Y se está enmendando. Se está consolidando la utopía sin tontos. Parece que todo esté estudiado —y seguramente lo está— para que seamos cada vez más clarividentes. Todos los mensajes que nos llegan están ligeramente por debajo de nuestras capacidades intelectivas. Eso permite que nos sintamos unos magníficos analistas de la realidad, si entendemos por tal las noticias que nos suministra el telediario, la sustancia con la que están hechos los productos audiovisuales que consumimos a diario, y lo que nos explican nuestros pensadores más mediáticos. Pero quienes más fácil nos lo ponen son los políticos al bajar gentilmente el listón de sus raciocinios. Rebatir sus argumentos, o lo que sea que formulan a veces, hace que cualquiera se sienta una lumbrera. Cuanto más bobos parecen los que mandan, más sagaces se sienten los mandados. Una incongruencia, si damos por hecho que vivimos en una democracia, pero es así.

En realidad, intentar desentrañar lo que balbucea la mayoría de nuestros actuales próceres es una pérdida de tiempo, una estupidez, a la postre. Pero hay que tener en cuenta que son pocos los que conservan la habilidad para el sarcasmo, que es lo que toma el relevo de la inteligencia cuando la dialéctica se embarra y el entendimiento cabal ve que la batalla está perdida. Sólo algunos, entre los más viejos del lugar, conservan esa capacidad para la burla sangrienta, y solo a los que conservan cierto renombre se les da cancha para exhibirla, más que nada por aquello de dar espectáculo: «Si [Isabel Díaz] Ayuso es lo mejor que tenemos, cierra ya la tienda», dijo el otro día el muy septuagenario José María García en no sé qué televisión. Pues ya está. Para qué perder el tiempo con más. No es que la suya sea una gran ocurrencia, pero el espíritu resolutivo está ahí.

Lo mismo han hecho siempre los científicos serios con los charlatanes que se dedican a los fenómenos paranormales. No pierden el tiempo en rebatirlos, tan solo sacan a colación sus chifladuras cuando se trata de echar unas risas. Es normal, porque si gastas tu tiempo y tus energías discutiendo con un mentecato que asegura doblar cucharas con la mente, o con uno que va por los solares grabando psicofonías, ¿cuándo te dedicas a estudiar las partículas elementales? A los tontos no se les acaban nunca los argumentos, y cuando te metes en su laberinto mental ya no puedes salir, ya no puedes hacer otra cosa que dar vueltas a sus chorradas. Discutir con un memo te convierte en su imagen especular, solo sirve para darle una relevancia que de otro modo no tendría.

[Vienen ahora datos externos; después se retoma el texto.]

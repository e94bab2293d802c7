//! Signed preview tokens.
//!
//! A preview link carries `token = hex(hmac_sha256(secret, slug))`, so a
//! token grants draft access to exactly one slug and cannot be forged
//! without the secret.

use anyhow::Result;
use hmac::{Hmac, Mac};
use sha2::Sha256;
use subtle::ConstantTimeEq;

type HmacSha256 = Hmac<Sha256>;

/// Signs and verifies preview tokens.
#[derive(Clone)]
pub struct PreviewSigner {
    /// Keyed MAC, cloned per token.
    keyed: HmacSha256,
}

impl PreviewSigner {
    pub fn new(secret: impl AsRef<[u8]>) -> Result<Self> {
        let keyed = HmacSha256::new_from_slice(secret.as_ref())
            .map_err(|e| anyhow::anyhow!("invalid preview secret: {e}"))?;
        Ok(Self { keyed })
    }

    /// Hex token for `slug`.
    pub fn sign(&self, slug: &str) -> String {
        let mut mac = self.keyed.clone();
        mac.update(slug.as_bytes());
        hex::encode(mac.finalize().into_bytes())
    }

    /// Check a token in constant time. Malformed hex is rejected.
    pub fn verify(&self, slug: &str, token: &str) -> bool {
        let Ok(provided) = hex::decode(token.trim()) else {
            return false;
        };
        let mut mac = self.keyed.clone();
        mac.update(slug.as_bytes());
        let expected = mac.finalize().into_bytes();
        expected.as_slice().ct_eq(&provided).into()
    }
}

impl std::fmt::Debug for PreviewSigner {
    fn fmt(&self, f: &mut std::fmt::Formatter<'_>) -> std::fmt::Result {
        f.debug_struct("PreviewSigner")
            .field("keyed", &"[redacted]")
            .finish()
    }
}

Aun así, siempre ha habido gente seria que ha convertido la tarea de desenmascarar a los embaucadores en un sacerdocio. Ha habido grandes activistas del escepticismo, como Martin Gardner o James Randi, que se han divertido y han divertido desenmascarando públicamente a los Uri Geller o a los Peter Popoff de turno. Y en el terreno periodístico, uno recuerda con inevitable cariño a Paco Burguera y las columnas con las que desmontaba las sandeces guerracivilistas que soltaba María Consuelo Reyna en los tiempos en que, en Valencia, el anticatalanismo era la piedra angular de la derecha ultramontana. Había quienes despachaban los desvaríos de aquella dama atribuyéndolos a una vida amorosa escasamente satisfactoria, que resumían con una palabra hoy impronunciable, pero Paco seguía ahí, desmenuzando educadamente los envenenados sofismas de aquella agitadora, no dejándole pasar ni una. Era un desperdicio de talento, pero, al mismo tiempo, pensabas, menos mal que hay alguien que se toma la molestia de hacerlo.

Lo que hacía Burguera en aquella época era una excepción, y además lo hacía a conciencia, movido por una honesta indignación. Ahora es la norma, pero las motivaciones suelen ser otras. Los tertulianos, los columnistas, los blogueros, los comentaristas más o menos espontáneos, y, en general, todos los que saben hacer con un gramo de mierda un bizcocho, se dedican mayormente a escenificar la exégesis de los discursos públicos —que muchas veces lo son únicamente gracias a ellos—, a comentar las estupideces de las que van trufados y a convertirlos en papilla para mentes desdentadas. Buscan el agradecimiento de sus lectores, de sus oyentes, de sus espectadores, que quieren que ese medio al que son adictos o están suscritos les confirme todas y cada una de sus convicciones, como solemos llamar últimamente a nuestros prejuicios.

Sin una cierta cobardía intelectual, hoy no vendes una escoba, y no hay nadie que quiera hacer sentir tontos a sus seguidores. Es algo que va con el zeitgeist, con el espíritu de los tiempos. Hoy no es nada fácil encontrar a alguien que te llame imbécil a la cara, no vaya a ser que, en lugar de agradecerle cortésmente que te abra los ojos, te sientas insultado. Es como si lo mismo que nos hace sentir más clarividentes, hiciera más frágil nuestra autoestima. Quizá tenga algo que ver que esa inteligencia que parece ir en aumento ha dejado de ser colectiva, que cada vez nos sentimos más desgajados de la naturaleza, de la historia y de los demás, y el pensamiento no descansa ya en el conocimiento compartido, ha pasado a ser algo incierto que cada uno alimenta como puede y en soledad. Agradezcamos que siempre hay alguien que se encarga de sembrar nuestro camino de sabiduría lista para el consumo y de fácil digestión.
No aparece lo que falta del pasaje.